Art by Arcadio Rodaniche


On August 12, 2015, the Larger Pacific Striped Octopus (LPSO) received some long overdue attention when amazing research that had lain dormant for 25 years was finally published by the journal PLOS One. Arcadio Rodaniche had spent several years observing and eventually documenting some very unique behaviors in a paper that was received with some skepticism at a conference in 1990, and months later rejected by a peer reviewer for a scientific bulletin. Apparently the scientific community was not quite ready to accept that the LPSO did not fit the stereotype of the typical octopus. Unlike other species whose mating is done with great caution - the male passing the spermatophores at arm's length to avoid getting cannibalized – LPSO mating is performed in a more intimate "beak to beak" fashion. In addition, the female lays eggs for extended periods of time, continuing to mate and feed instead of starving to death after her one and only clutch. And unlike their more anti-social counterparts, mating pairs of this species will cohabit a single den and share food for up to three days.

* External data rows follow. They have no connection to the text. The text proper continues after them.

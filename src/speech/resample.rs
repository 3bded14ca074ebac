//! Mono resampling to the recognizer's 16 kHz input rate

use crate::{RecitalError, Result};
use rubato::{
    Resampler, SincFixedIn, SincInterpolationParameters, SincInterpolationType, WindowFunction,
};

const CHUNK_FRAMES: usize = 1024;

/// Streaming mono resampler with a fixed 16 kHz output rate
///
/// Input arrives in arbitrary chunk sizes; frames are buffered internally
/// and processed in fixed blocks, so callers just push and collect.
pub struct Mono16kResampler {
    inner: Option<SincFixedIn<f32>>,
    pending: Vec<f32>,
}

impl Mono16kResampler {
    /// Create a resampler from `input_rate` to 16 kHz
    ///
    /// An input already at 16 kHz passes through untouched.
    pub fn new(input_rate: u32) -> Result<Self> {
        if input_rate == 0 {
            return Err(RecitalError::Speech("Input sample rate must be > 0".into()));
        }
        if input_rate == 16_000 {
            return Ok(Self {
                inner: None,
                pending: Vec::new(),
            });
        }

        let params = SincInterpolationParameters {
            sinc_len: 256,
            f_cutoff: 0.95,
            interpolation: SincInterpolationType::Linear,
            oversampling_factor: 256,
            window: WindowFunction::BlackmanHarris2,
        };
        let inner = SincFixedIn::<f32>::new(
            16_000.0 / input_rate as f64,
            2.0,
            params,
            CHUNK_FRAMES,
            1,
        )
        .map_err(|e| RecitalError::Speech(format!("Failed to create resampler: {}", e)))?;

        Ok(Self {
            inner: Some(inner),
            pending: Vec::new(),
        })
    }

    /// Feed input samples, returning whatever output is ready
    pub fn push(&mut self, input: &[f32]) -> Result<Vec<f32>> {
        let Some(resampler) = self.inner.as_mut() else {
            return Ok(input.to_vec());
        };

        self.pending.extend_from_slice(input);

        let mut output = Vec::new();
        while self.pending.len() >= CHUNK_FRAMES {
            let block: Vec<f32> = self.pending.drain(0..CHUNK_FRAMES).collect();
            let processed = resampler
                .process(&[block], None)
                .map_err(|e| RecitalError::Speech(format!("Resampling failed: {}", e)))?;
            output.extend_from_slice(&processed[0]);
        }
        Ok(output)
    }

    /// Flush buffered input shorter than one block, padding with silence
    pub fn flush(&mut self) -> Result<Vec<f32>> {
        let Some(resampler) = self.inner.as_mut() else {
            return Ok(Vec::new());
        };
        if self.pending.is_empty() {
            return Ok(Vec::new());
        }

        let mut block: Vec<f32> = self.pending.drain(..).collect();
        block.resize(CHUNK_FRAMES, 0.0);
        let processed = resampler
            .process(&[block], None)
            .map_err(|e| RecitalError::Speech(format!("Resampling failed: {}", e)))?;
        Ok(processed[0].clone())
    }
}

#[cfg(test)]
mod tests {
    use super::*;

    #[test]
    fn test_passthrough_at_target_rate() {
        let mut resampler = Mono16kResampler::new(16_000).unwrap();
        let input = vec![0.5f32; 480];
        assert_eq!(resampler.push(&input).unwrap(), input);
        assert!(resampler.flush().unwrap().is_empty());
    }

    #[test]
    fn test_downsampling_halves_sample_count() {
        let mut resampler = Mono16kResampler::new(32_000).unwrap();
        let input = vec![0.0f32; CHUNK_FRAMES * 4];
        let output = resampler.push(&input).unwrap();

        let expected = input.len() / 2;
        let tolerance = expected / 10;
        assert!(
            (output.len() as i64 - expected as i64).unsigned_abs() as usize <= tolerance,
            "expected about {} samples, got {}",
            expected,
            output.len()
        );
    }

    #[test]
    fn test_zero_rate_is_rejected() {
        assert!(Mono16kResampler::new(0).is_err());
    }

    #[test]
    fn test_short_tail_flushes() {
        let mut resampler = Mono16kResampler::new(48_000).unwrap();
        resampler.push(&vec![0.1f32; 100]).unwrap();
        let tail = resampler.flush().unwrap();
        assert!(!tail.is_empty());
    }
}
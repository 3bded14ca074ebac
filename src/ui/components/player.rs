//! Clip playback row
//!
//! Plays finished audio clips through rodio. Video clips cannot be
//! decoded in-app, so their row offers the system player instead.

use crate::record::Clip;
use crate::ui::theme::Theme;
use crate::{MediaKind, RecitalError, Result};
use egui::RichText;
use rodio::{Decoder, OutputStream, OutputStreamHandle, Sink};
use std::fs::File;
use std::io::BufReader;
use std::path::Path;
use tracing::{info, warn};

/// Audio output handle plus the currently playing sink
pub struct ClipPlayer {
    // The stream must outlive every sink attached to it.
    output: Option<(OutputStream, OutputStreamHandle)>,
    sink: Option<Sink>,
}

impl ClipPlayer {
    pub fn new() -> Self {
        let output = match OutputStream::try_default() {
            Ok(pair) => Some(pair),
            Err(e) => {
                warn!("No audio output available: {}", e);
                None
            }
        };
        Self { output, sink: None }
    }

    fn play(&mut self, path: &Path) -> Result<()> {
        let Some((_, handle)) = self.output.as_ref() else {
            return Err(RecitalError::Unsupported("Audio playback".into()));
        };
        let handle = handle.clone();

        self.stop();
        let file = File::open(path)?;
        let source = Decoder::new(BufReader::new(file))
            .map_err(|e| RecitalError::Clip(format!("Failed to decode clip: {}", e)))?;
        let sink = Sink::try_new(&handle)
            .map_err(|e| RecitalError::Clip(format!("Failed to open playback sink: {}", e)))?;
        sink.append(source);
        self.sink = Some(sink);
        info!("Playing {}", path.display());
        Ok(())
    }

    fn stop(&mut self) {
        if let Some(sink) = self.sink.take() {
            sink.stop();
        }
    }

    fn is_playing(&self) -> bool {
        self.sink.as_ref().is_some_and(|s| !s.empty())
    }

    /// Render the playback row for `clip`; returns an error message to
    /// surface as a panel notice, if any
    pub fn show(&mut self, ui: &mut egui::Ui, theme: &Theme, clip: &Clip) -> Option<String> {
        let mut notice = None;

        egui::Frame::none()
            .fill(theme.bg_secondary)
            .rounding(theme.card_rounding)
            .inner_margin(theme.spacing_sm)
            .show(ui, |ui| {
                ui.horizontal(|ui| {
                    match clip.kind() {
                        MediaKind::Audio => {
                            if self.is_playing() {
                                if ui.button(RichText::new("⏹").size(18.0)).clicked() {
                                    self.stop();
                                }
                            } else if ui.button(RichText::new("▶").size(18.0)).clicked() {
                                if let Err(e) = self.play(clip.url()) {
                                    warn!("Playback failed: {}", e);
                                    notice = Some(e.user_message());
                                }
                            }
                        }
                        MediaKind::Video => {
                            if ui.button("Open").clicked() {
                                if let Err(e) = open_in_system_player(clip.url()) {
                                    warn!("Could not open clip: {}", e);
                                    notice = Some("Could not open the clip.".to_string());
                                }
                            }
                        }
                    }

                    ui.vertical(|ui| {
                        ui.label(
                            RichText::new(format!(
                                "{} · {:.1} kB",
                                clip.mime(),
                                clip.len() as f64 / 1024.0
                            ))
                            .color(theme.text_primary),
                        );
                        ui.label(
                            RichText::new(format!(
                                "recorded at {}",
                                clip.recorded_at().format("%H:%M:%S")
                            ))
                            .size(11.0)
                            .color(theme.text_muted),
                        );
                    });
                });
            });

        notice
    }
}

impl Default for ClipPlayer {
    fn default() -> Self {
        Self::new()
    }
}

/// Hand a file to the platform's default player
fn open_in_system_player(path: &Path) -> std::io::Result<()> {
    let mut command = if cfg!(target_os = "macos") {
        let mut c = std::process::Command::new("open");
        c.arg(path);
        c
    } else if cfg!(target_os = "windows") {
        let mut c = std::process::Command::new("cmd");
        c.args(["/C", "start", ""]).arg(path);
        c
    } else {
        let mut c = std::process::Command::new("xdg-open");
        c.arg(path);
        c
    };
    command.spawn().map(|_| ())
}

This research would have remained unrecognized if not for a lucky occurrence. Dr. Roy Caldwell of UC Berkeley was on sabbatical at the Smithsonian Tropical Research Institute in Panama in the 70s when he first met Rodaniche, but it wasn't until 2012 when Caldwell and his colleagues were doing work with O. chierchiae that they accidentally received some LPSO in a shipment from Nicaragua. When they couldn't find any information in scientific literature, Caldwell managed to locate the retired Rodaniche in Altoona, PA, who then shared his unpublished manuscript and became a co-author. Three subsequent years of observation in California verified Rodaniche's original findings, adding important details, and initiating a search for new data, in particular octopus behavior in the wild.